Les montres et les bracelets connectés se positionnent aujourd’hui comme les outils privilégiés pour surveiller notre santé au quotidien. Ces accessoires connectés enregistrent de nombreuses données précieuses. Ils permettent notamment de repérer une situation de stress intense ou de signaler un besoin de récupération. Cependant, une grande partie de la population ne possède pas ce type d’équipement au poignet. Face à ce constat, le géant américain Google développe une alternative logicielle inclusive capable de transformer n’importe quel smartphone en outil de suivi médical discret.
Google conçoit un algorithme basé sur l’intelligence artificielle et la reconnaissance faciale
Cette innovation technologique porte le nom de Passive Heart Rate Monitoring (PHRM), ou surveillance passive de la fréquence cardiaque. Ce système s’éloigne radicalement des méthodes rudimentaires exploitées dans les années 2010. Pour rappel, ces méthodes exigeaient de poser un doigt sur le flash et la caméra arrière du téléphone. La nouvelle approche de Google promet une transparence totale. En effet, l’utilisateur n’aura plus besoin d’effectuer la moindre manipulation spécifique pour mesurer ses pulsations.
L’infrastructure technique de la PHRM repose entièrement sur l’exploitation de la caméra frontale de l’appareil. Concrètement, lorsque l’utilisateur déverrouille son écran par reconnaissance faciale, l’objectif frontal enregistre une courte séquence vidéo de huit secondes. Un algorithme sophistiqué d’intelligence artificielle prend ensuite le relais pour analyser les infimes variations de couleur de la peau, provoquées par les flux sanguins à travers le corps.
La protection de la vie privée s’impose au cœur de ce dispositif. L’intégralité du traitement informatique s’effectue localement, directement sur la puce de votre smartphone. Cela écarte ainsi les risques de fuites de données vers des serveurs externes. Cette gestion rappelle l’importance de la stabilité des services système. Pour rappel, un bug a récemment bloqué le lancement de Google Chrome sur les tablettes Android.

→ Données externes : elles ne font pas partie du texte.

//! Push-to-talk audio capture.
//!
//! Microphone samples arrive as fixed-size 16-bit mono chunks through a
//! [`ChunkSource`]. The capture state machine records while the trigger key is
//! held, keeps a short tail after release, and materializes the result as a
//! WAV file for the speech-to-text backend.

/// Default sample rate expected by downstream STT backends.
pub const DEFAULT_RATE: u32 = 16_000;

/// Default samples per capture chunk.
pub const DEFAULT_CHUNK_SAMPLES: usize = 1024;

mod capture;
mod meter;
mod source;
#[cfg(test)]
mod tests;
mod wav;

pub use capture::{
    run, CaptureConfig, CaptureMetrics, CaptureOutcome, CapturePhase, StopReason,
};
pub use meter::{peak_level, LiveLevel};
pub use source::{open_input, list_input_devices, ChunkError, ChunkSource, MicSource};
pub use wav::RecordedAudio;
use super::capture::CaptureState;
use super::{
    run, CaptureConfig, CaptureOutcome, CapturePhase, ChunkError, ChunkSource, LiveLevel,
    StopReason,
};
use std::collections::VecDeque;
use std::sync::atomic::{AtomicBool, Ordering};
use std::sync::Arc;

fn test_config() -> CaptureConfig {
    CaptureConfig {
        sample_rate: 1_000,
        channels: 1,
        chunk_samples: 10,
        min_record_chunks: 5,
        tail_chunks: 2,
        max_chunks: 100,
        min_useful_chunks: 3,
    }
}

/// Source that replays a script of reads, optionally setting the release
/// flag after a given number of successful chunks.
struct ScriptedSource {
    events: VecDeque<Result<Vec<i16>, ChunkError>>,
    delivered: u64,
    release_after: Option<u64>,
    release: Arc<AtomicBool>,
}

impl ScriptedSource {
    fn chunks(count: usize, release: Arc<AtomicBool>, release_after: Option<u64>) -> Self {
        let events = (0..count)
            .map(|i| Ok(vec![(i as i16 + 1) * 10; 10]))
            .collect();
        Self {
            events,
            delivered: 0,
            release_after,
            release,
        }
    }

    fn from_events(
        events: Vec<Result<Vec<i16>, ChunkError>>,
        release: Arc<AtomicBool>,
    ) -> Self {
        Self {
            events: events.into(),
            delivered: 0,
            release_after: None,
            release,
        }
    }
}

impl ChunkSource for ScriptedSource {
    fn read_chunk(&mut self) -> Result<Vec<i16>, ChunkError> {
        let event = self.events.pop_front().unwrap_or(Err(ChunkError::Closed));
        if event.is_ok() {
            self.delivered += 1;
            if let Some(after) = self.release_after {
                if self.delivered >= after {
                    self.release.store(true, Ordering::Relaxed);
                }
            }
        }
        event
    }
}

#[test]
fn release_before_floor_does_not_end_capture_early() {
    let cfg = test_config();
    let release = Arc::new(AtomicBool::new(true)); // released before capture even starts
    let mut source = ScriptedSource::chunks(50, release.clone(), None);

    let outcome = run(&mut source, &cfg, release, None).expect("capture should succeed");
    match outcome {
        CaptureOutcome::Captured(audio, metrics) => {
            // Floor of 5, tail of 2; the chunk where release is observed
            // counts against the tail.
            assert_eq!(metrics.total_chunks, 6);
            assert_eq!(metrics.stop_reason, StopReason::TailComplete);
            assert_eq!(audio.samples().len(), 60);
        }
        other => panic!("expected captured audio, got {other:?}"),
    }
}

#[test]
fn hard_cap_stops_capture_without_release() {
    let cfg = CaptureConfig {
        max_chunks: 10,
        ..test_config()
    };
    let release = Arc::new(AtomicBool::new(false));
    let mut source = ScriptedSource::chunks(50, release.clone(), None);

    let outcome = run(&mut source, &cfg, release, None).expect("capture should succeed");
    match outcome {
        CaptureOutcome::Captured(_, metrics) => {
            assert_eq!(metrics.total_chunks, 10);
            assert!(metrics.total_chunks <= cfg.max_chunks);
            assert_eq!(metrics.stop_reason, StopReason::MaxChunks);
        }
        other => panic!("expected captured audio, got {other:?}"),
    }
}

#[test]
fn too_short_capture_is_discarded_as_no_audio() {
    let cfg = CaptureConfig {
        min_record_chunks: 1,
        tail_chunks: 1,
        min_useful_chunks: 10,
        ..test_config()
    };
    let release = Arc::new(AtomicBool::new(true));
    let mut source = ScriptedSource::chunks(50, release.clone(), None);

    let outcome = run(&mut source, &cfg, release, None).expect("capture should succeed");
    match outcome {
        CaptureOutcome::NoAudio(metrics) => {
            assert_eq!(metrics.total_chunks, 1);
        }
        other => panic!("expected no-audio outcome, got {other:?}"),
    }
}

#[test]
fn transient_read_failures_are_skipped() {
    let cfg = CaptureConfig {
        min_record_chunks: 2,
        tail_chunks: 1,
        min_useful_chunks: 1,
        ..test_config()
    };
    let release = Arc::new(AtomicBool::new(true));
    let events = vec![
        Ok(vec![5; 10]),
        Err(ChunkError::Transient),
        Err(ChunkError::Transient),
        Ok(vec![7; 10]),
    ];
    let mut source = ScriptedSource::from_events(events, release.clone());

    let outcome = run(&mut source, &cfg, release, None).expect("capture should succeed");
    match outcome {
        CaptureOutcome::Captured(audio, metrics) => {
            assert_eq!(metrics.total_chunks, 2);
            let mut expected = vec![5i16; 10];
            expected.extend_from_slice(&[7; 10]);
            assert_eq!(audio.samples(), expected.as_slice());
        }
        other => panic!("expected captured audio, got {other:?}"),
    }
}

#[test]
fn closed_source_aborts_the_session() {
    let cfg = test_config();
    let release = Arc::new(AtomicBool::new(false));
    let mut source = ScriptedSource::from_events(vec![Ok(vec![1; 10])], release.clone());

    let err = run(&mut source, &cfg, release, None).expect_err("closed source should error");
    assert!(err.to_string().contains("closed"));
}

#[test]
fn release_mid_capture_keeps_the_tail() {
    let cfg = CaptureConfig {
        tail_chunks: 3,
        ..test_config()
    };
    let release = Arc::new(AtomicBool::new(false));
    let mut source = ScriptedSource::chunks(50, release.clone(), Some(10));

    let outcome = run(&mut source, &cfg, release, None).expect("capture should succeed");
    match outcome {
        CaptureOutcome::Captured(_, metrics) => {
            // Release observed on chunk 10, which already consumes one tail
            // chunk, plus two more.
            assert_eq!(metrics.total_chunks, 12);
            assert_eq!(metrics.stop_reason, StopReason::TailComplete);
        }
        other => panic!("expected captured audio, got {other:?}"),
    }
}

#[test]
fn level_handle_sees_chunk_peaks_and_resets() {
    let cfg = CaptureConfig {
        min_record_chunks: 1,
        tail_chunks: 1,
        min_useful_chunks: 1,
        ..test_config()
    };
    let release = Arc::new(AtomicBool::new(true));
    let level = LiveLevel::new();
    let mut source = ScriptedSource::chunks(5, release.clone(), None);

    let outcome =
        run(&mut source, &cfg, release, Some(level.clone())).expect("capture should succeed");
    match outcome {
        CaptureOutcome::Captured(_, metrics) => {
            assert_eq!(metrics.peak, 10);
        }
        other => panic!("expected captured audio, got {other:?}"),
    }
    // Reset to silence once the session ends.
    assert_eq!(level.peak(), 0);
}

#[test]
fn state_ignores_release_below_record_floor() {
    let cfg = test_config();
    let mut state = CaptureState::for_testing(&cfg);
    for _ in 0..4 {
        assert!(state.on_chunk(true).is_none());
        assert_eq!(state.phase(), CapturePhase::Recording);
    }
}

#[test]
fn state_arms_tail_on_first_release_observation() {
    let cfg = test_config();
    let mut state = CaptureState::for_testing(&cfg);
    for _ in 0..4 {
        assert!(state.on_chunk(false).is_none());
    }
    assert!(state.on_chunk(true).is_none());
    assert_eq!(state.phase(), CapturePhase::Draining { tail_remaining: 1 });
    assert_eq!(state.on_chunk(true), Some(StopReason::TailComplete));
}

#[test]
fn state_tail_of_one_stops_on_release_chunk() {
    let cfg = CaptureConfig {
        tail_chunks: 1,
        ..test_config()
    };
    let mut state = CaptureState::for_testing(&cfg);
    for _ in 0..4 {
        assert!(state.on_chunk(false).is_none());
    }
    assert_eq!(state.on_chunk(true), Some(StopReason::TailComplete));
}

#[test]
fn state_max_cap_wins_over_armed_tail() {
    let cfg = CaptureConfig {
        min_record_chunks: 1,
        tail_chunks: 50,
        max_chunks: 3,
        ..test_config()
    };
    let mut state = CaptureState::for_testing(&cfg);
    assert!(state.on_chunk(true).is_none());
    assert!(state.on_chunk(true).is_none());
    assert_eq!(state.on_chunk(true), Some(StopReason::MaxChunks));
    assert_eq!(state.total_chunks(), 3);
}

#[test]
fn state_release_flap_does_not_rearm_tail() {
    // Once draining, a flag that reads false again must not restart recording.
    let cfg = CaptureConfig {
        tail_chunks: 3,
        ..test_config()
    };
    let mut state = CaptureState::for_testing(&cfg);
    for _ in 0..4 {
        assert!(state.on_chunk(false).is_none());
    }
    assert!(state.on_chunk(true).is_none());
    assert!(state.on_chunk(false).is_none());
    assert_eq!(state.on_chunk(false), Some(StopReason::TailComplete));
}

#[test]
fn stop_reason_labels_are_stable() {
    assert_eq!(StopReason::TailComplete.label(), "tail_complete");
    assert_eq!(StopReason::MaxChunks.label(), "max_chunks");
}

#[test]
fn default_config_matches_reference_thresholds() {
    let cfg = CaptureConfig::default();
    assert_eq!(cfg.chunk_ms(), 64);
    assert_eq!(cfg.max_chunks, 1875); // 120 s at 16 kHz / 1024-sample chunks
    assert!(cfg.min_useful_chunks <= cfg.min_record_chunks);
}
use crate::config::AppConfig;
use std::env;
use std::fs::OpenOptions;
use std::path::PathBuf;
use std::sync::OnceLock;
use tracing_subscriber::filter::LevelFilter;
use tracing_subscriber::fmt::time::UtcTime;

static TRACING_INIT: OnceLock<()> = OnceLock::new();

pub(crate) fn tracing_log_path() -> PathBuf {
    env::var("VOXKEY_TRACE_LOG")
        .map(PathBuf::from)
        .unwrap_or_else(|_| env::temp_dir().join("voxkey_trace.jsonl"))
}

// Session outcomes are info events; per-stage timing detail sits at debug and
// only matters when --log-timings is on.
fn trace_level(config: &AppConfig) -> LevelFilter {
    if config.log_timings {
        LevelFilter::DEBUG
    } else {
        LevelFilter::INFO
    }
}

/// Route `tracing` events to a JSON-lines file when logging is enabled.
pub fn init_tracing(config: &AppConfig) {
    let enabled = (config.logs || config.log_timings) && !config.no_logs;
    if !enabled {
        return;
    }

    let _ = TRACING_INIT.get_or_init(|| {
        let path = tracing_log_path();
        let file = match OpenOptions::new().create(true).append(true).open(&path) {
            Ok(file) => file,
            Err(_) => return,
        };
        let subscriber = tracing_subscriber::fmt()
            .json()
            .with_max_level(trace_level(config))
            .with_timer(UtcTime::rfc_3339())
            .with_writer(file)
            .with_current_span(false)
            .with_span_list(false)
            .finish();
        let _ = tracing::subscriber::set_global_default(subscriber);
    });
}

Des résultats prometteurs qui rivalisent avec les montres connectées
Google valide la viabilité de son projet à travers une étude d’envergure impliquant 700 participants d’origines diverses, représentant un large panel de carnations de peau. L’analyse de plus de 350 000 séquences vidéo démontre une grande précision. Elle s’alignerait même sur les normes de l’industrie des bracelets électroniques. Les tests révèlent par exemple un écart infime de seulement cinq battements par minute par rapport aux mesures d’un capteur de référence comme le Fitbit Charge 6.
Cette expertise se déploie d’ailleurs sur l’ensemble de l’écosystème de la marque, notamment au sein des applications multimédias. Justement, Google Photos prépare un nouvel éditeur vidéo inspiré de TikTok. Cela confirme l’orientation du groupe vers des outils mobiles toujours plus intelligents et automatisés.
Les derniers obstacles techniques avant le déploiement global
Le système PHRM affiche des résultats très encourageants. Malgré tout, la technologie nécessite encore quelques ajustements structurels avant une mise en œuvre à grande échelle. Les ingénieurs de Google font face à des irrégularités de précision sur les peaux les plus sombres, où l’algorithme manque parfois de constance.
De plus, l’environnement direct de l’utilisateur influence fortement la viabilité des données récoltées. Par exemple, le moindre mouvement de rotation de la tête ou le simple fait de parler durant l’enregistrement des huit secondes peut induire l’intelligence artificielle en erreur et fausser le diagnostic. Google poursuit donc le développement de ses lignes de code afin de stabiliser les performances de sa technologie face aux aléas du quotidien.